Lesson 4 - Missing Values and Categorical Features
Welcome to Missing Values and Categorical Features
Real data is messy in two specific, predictable ways: it has holes and it has words. Some rows are missing a value; some columns hold categories like workclass or occupation instead of numbers. For most machine learning models these two facts mean a whole preprocessing stage before you can even call fit: imputers to fill the gaps, and one-hot encoders to turn categories into columns of zeros and ones.
Our running team, Northwind Analytics, is about to build a model on the real Adult Income dataset, predicting whether a person earns more than 50,000 dollars a year. That dataset has both problems at once: three of its columns (workclass, occupation, native-country) contain genuine missing values, and eight of its columns are categorical. A colleague coming from linear models is already reaching for SimpleImputer and OneHotEncoder. In this lesson you will show Northwind that with XGBoost, most of that machinery is unnecessary. XGBoost handles missing values through the sparsity-aware split finding you first heard named in Module 2, and it handles categories through native categorical splits. You will prove both work on real data, with real numbers produced by running the code.
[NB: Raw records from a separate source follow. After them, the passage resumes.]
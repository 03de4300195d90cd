//! Client implementations for the static clinic context plugin.
//!
//! Implements every clinic context SDK trait using the domain service.

use async_trait::async_trait;
use carebridge_security::{ContextSnapshot, Principal, TenantId};
use clinic_context_sdk::{
    AuthenticatedToken, ContextSnapshotClient, ContextStoreError, EntitlementError,
    ModuleEntitlementClient, RegistryEntry, TenantRegistryClient, TenantRegistryError,
    TokenIntrospectionClient, TokenIntrospectionError,
};

use super::service::Service;

#[async_trait]
impl TokenIntrospectionClient for Service {
    async fn introspect(
        &self,
        bearer_token: &str,
    ) -> Result<AuthenticatedToken, TokenIntrospectionError> {
        self.introspect(bearer_token)
            .ok_or_else(|| TokenIntrospectionError::Unauthorized("unknown token".to_owned()))
    }
}

#[async_trait]
impl TenantRegistryClient for Service {
    async fn registry_entries(
        &self,
        tenant: &TenantId,
    ) -> Result<Vec<RegistryEntry>, TenantRegistryError> {
        self.registry_entries(tenant)
            .ok_or_else(|| TenantRegistryError::TenantNotFound {
                tenant: tenant.clone(),
            })
    }
}

#[async_trait]
impl ContextSnapshotClient for Service {
    async fn load_snapshot(
        &self,
        tenant: &TenantId,
        principal: &Principal,
    ) -> Result<ContextSnapshot, ContextStoreError> {
        self.snapshot(tenant, principal)
    }
}

#[async_trait]
impl ModuleEntitlementClient for Service {
    async fn patient_api_enabled(&self, tenant: &TenantId) -> Result<bool, EntitlementError> {
        self.tenant(tenant)
            .map(|t| t.patient_api_enabled)
            .ok_or_else(|| EntitlementError::TenantNotFound {
                tenant: tenant.clone(),
            })
    }
}
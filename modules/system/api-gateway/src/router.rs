use std::{future::Future, net::SocketAddr, sync::Arc};

use anyhow::Result;
use axum::{
    Router,
    extract::DefaultBodyLimit,
    middleware::{from_fn, from_fn_with_state},
    routing::get,
};
use tower_http::{
    catch_panic::CatchPanicLayer,
    limit::RequestBodyLimitLayer,
    request_id::{PropagateRequestIdLayer, SetRequestIdLayer},
    trace::TraceLayer,
};
use tracing::field::Empty;

use crate::auth::build_route_policy;
use crate::config::ApiGatewayConfig;
use crate::error::{error_normalization_middleware, panic_response};
use crate::middleware::request_id::{MakeReqId, header};
use crate::pipeline::{ClinicClients, ContextPipeline, context_pipeline_middleware};
use crate::web::{self, CONTEXT_PATH, HEALTH_PATH};

/// Assemble the gateway router: built-in routes, `routes`, and the middleware stack.
///
/// `routes` must not redefine `/health` or `/api/v1/context`.
///
/// # Errors
/// Returns an error if the configured route policy is invalid.
pub fn build_router(
    config: &ApiGatewayConfig,
    clients: ClinicClients,
    routes: Router,
) -> Result<Router> {
    let route_policy = build_route_policy(config)?;
    let pipeline = Arc::new(ContextPipeline::new(config.clone(), route_policy, clients));

    let router = Router::new()
        .route(HEALTH_PATH, get(web::health_check))
        .route(CONTEXT_PATH, get(web::context_view))
        .merge(routes);

    Ok(apply_middleware_stack(router, config, pipeline))
}

/// Apply the middleware stack.
///
/// `Router::layer` makes the last added layer the outermost one, so layers are added
/// innermost first. Request execution order (outermost -> innermost):
/// `SetRequestId` -> `PropagateRequestId` -> Trace -> `CatchPanic` -> error normalization
/// -> body limit -> context pipeline -> router
fn apply_middleware_stack(
    mut router: Router,
    config: &ApiGatewayConfig,
    pipeline: Arc<ContextPipeline>,
) -> Router {
    // 6) Context pipeline
    router = router.layer(from_fn_with_state(pipeline, context_pipeline_middleware));

    // 5) Body limit
    router = router.layer(RequestBodyLimitLayer::new(config.body_limit_bytes));
    router = router.layer(DefaultBodyLimit::max(config.body_limit_bytes));

    // 4) Error normalization (outer to body limit so its 413 gets a JSON body too)
    router = router.layer(from_fn(error_normalization_middleware));

    // 3) Panics become the generic 500 body; the holder scope unwinds with the future
    router = router.layer(CatchPanicLayer::custom(panic_response));

    // 2) Trace
    router = router.layer(
        TraceLayer::new_for_http()
            .make_span_with(|req: &axum::http::Request<axum::body::Body>| {
                let rid = req
                    .headers()
                    .get(header())
                    .and_then(|v| v.to_str().ok())
                    .unwrap_or("n/a");

                tracing::info_span!(
                    "http_request",
                    method = %req.method(),
                    uri = %req.uri().path(),
                    version = ?req.version(),
                    module = "api_gateway",
                    request_id = %rid,
                    tenant_id = Empty,
                    status = Empty,
                    latency_ms = Empty,
                )
            })
            .on_response(
                |res: &axum::http::Response<axum::body::Body>,
                 latency: std::time::Duration,
                 span: &tracing::Span| {
                    span.record("status", res.status().as_u16());
                    span.record("latency_ms", latency.as_millis());
                },
            ),
    );

    // 1) Request ID handling: generate when missing, then echo it on the response
    router = router.layer(PropagateRequestIdLayer::new(header()));
    router = router.layer(SetRequestIdLayer::new(header(), MakeReqId));

    router
}

fn parse_bind_address(bind_addr: &str) -> Result<SocketAddr> {
    bind_addr
        .parse()
        .map_err(|e| anyhow::anyhow!("Invalid bind address '{bind_addr}': {e}"))
}

/// Bind and serve until `shutdown` resolves, then drain in-flight requests.
///
/// # Errors
/// Returns an error if the address is invalid, binding fails, or the server fails.
pub async fn serve<F>(router: Router, bind_addr: &str, shutdown: F) -> Result<()>
where
    F: Future<Output = ()> + Send + 'static,
{
    let addr = parse_bind_address(bind_addr)?;
    let listener = tokio::net::TcpListener::bind(addr).await?;
    tracing::info!("HTTP server bound on {}", listener.local_addr()?);

    axum::serve(listener, router)
        .with_graceful_shutdown(shutdown)
        .await
        .map_err(|e| anyhow::anyhow!(e))
}

#[cfg(test)]
#[cfg_attr(coverage_nightly, coverage(off))]
mod tests {
    use super::*;

    #[test]
    fn bind_address_must_be_socket_addr() {
        assert!(parse_bind_address("127.0.0.1:8080").is_ok());
        assert!(parse_bind_address("localhost").is_err());
    }
}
By the end of this lesson, you will be able to:
- Explain why most models need imputation and how XGBoost instead learns a default branch direction for missing values at each split
- Train an
XGBClassifieron data containingnp.nanwith no imputer and confirm it predicts without error - Enable native categorical splits with
enable_categorical=Trueandtree_method="hist", passing a pandas DataFrame withcategorydtype straight tofit - Compare native categorical against traditional one-hot encoding on the same split and report both the accuracy and the feature-count difference
- Decide when native categorical support helps and what its caveats are
You should be comfortable with the scikit-learn fit/predict workflow, a stratified train/test split, and the split-finding idea from Module 2. Let’s begin.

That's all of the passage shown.